4. Juni 2019

Ways to decide

Markus Hippeli

A team meeting: We have discussed the problem, made up several good options and now we just need to decide for one of them. But how?

In self-organized teams, where there is no boss who would automatically make the decision, deciding can take a long time, be very tedious, or decisions are revised again and again because the decision was not made in a suitable way.

To solve this problem, important components for the group have to be conscious when it makes a decision, and also have to document and communicate decisions to absent team members and stakeholders.

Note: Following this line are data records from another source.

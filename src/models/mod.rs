// SPDX-License-Identifier: MIT
// Copyright 2026 Roland Dreier <roland@kernel.org>

//! Data models for the application.

pub mod activity;
pub mod fields;
pub mod route;

pub use activity::Activity;
pub use route::{Route, RouteFields, DEFAULT_ROUTE_DESCRIPTION};

use crate::error::Result;
use serde_json::Value;

/// Map a whole batch, stopping at the first record that fails.
pub fn map_batch<T>(records: &[Value], map: impl Fn(&Value) -> Result<T>) -> Result<Vec<T>> {
    records.iter().map(map).collect()
}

Also techniques for the process of decision-making itself can be very helpful. In this article, we want to present a few.

Consensus

If a decision is made by consensus, this means that everyone agrees to the selected option (no dissenting votes or abstention from voting).

Consent

In a decision made by consent, there are no vetoes against the winning option. Everyone either agrees with the winning
option or abstains from voting.

Absolute majority

A winning option has absolute majority if it has more than half of all the possible votes. There might be voters who are against the option (unlike in consensus or consent) and also abstention from voting but at least 50 % of all the voters have to have voted for it.

Relative majority

When deciding by relative majority, the option with most votes wins. The number of votes - even if these are just a few, for example, because of a low voter participation - is not relevant.

Authority

If a decision is made by authority, one person makes the decision on his or her own and just announces it to the group.

Consultation

As in a decision made by authority, in consultation again one person makes the decision and announces it to the group.
However, before that there is a consultation phase: The person who will make the decisions asks the others for their opinions, knowledge regarding the decision, preferences, and so on, and takes these into account when making the decision.

Systemic consensus

Similar to consent, systemic consensus is looking for low resistance instead of approval of the winning option, however, in a more sophisticated way. To make a decision by systemic consensus, draw a table with one column per option. The rows of the table will correspond to the voters. Then, each voter decides for each option for a resistance value from 0 (no resistance) to 10 (maximum resistance). These numbers are written inside the table cells. Then, the resistance values in each column are added up. The option corresponding to the column with the smallest sum of resistance values wins.

… add your own

Of course there are many more ways to make decisions than the ones presented here. If you find another one that works well for you, use it. And please post it as a comment to this article, so that others can also profit. Thank you!

 

We have created a poster with a summary of these decision techniques. So if you want to make the decision techniques visible in your team space, get one here.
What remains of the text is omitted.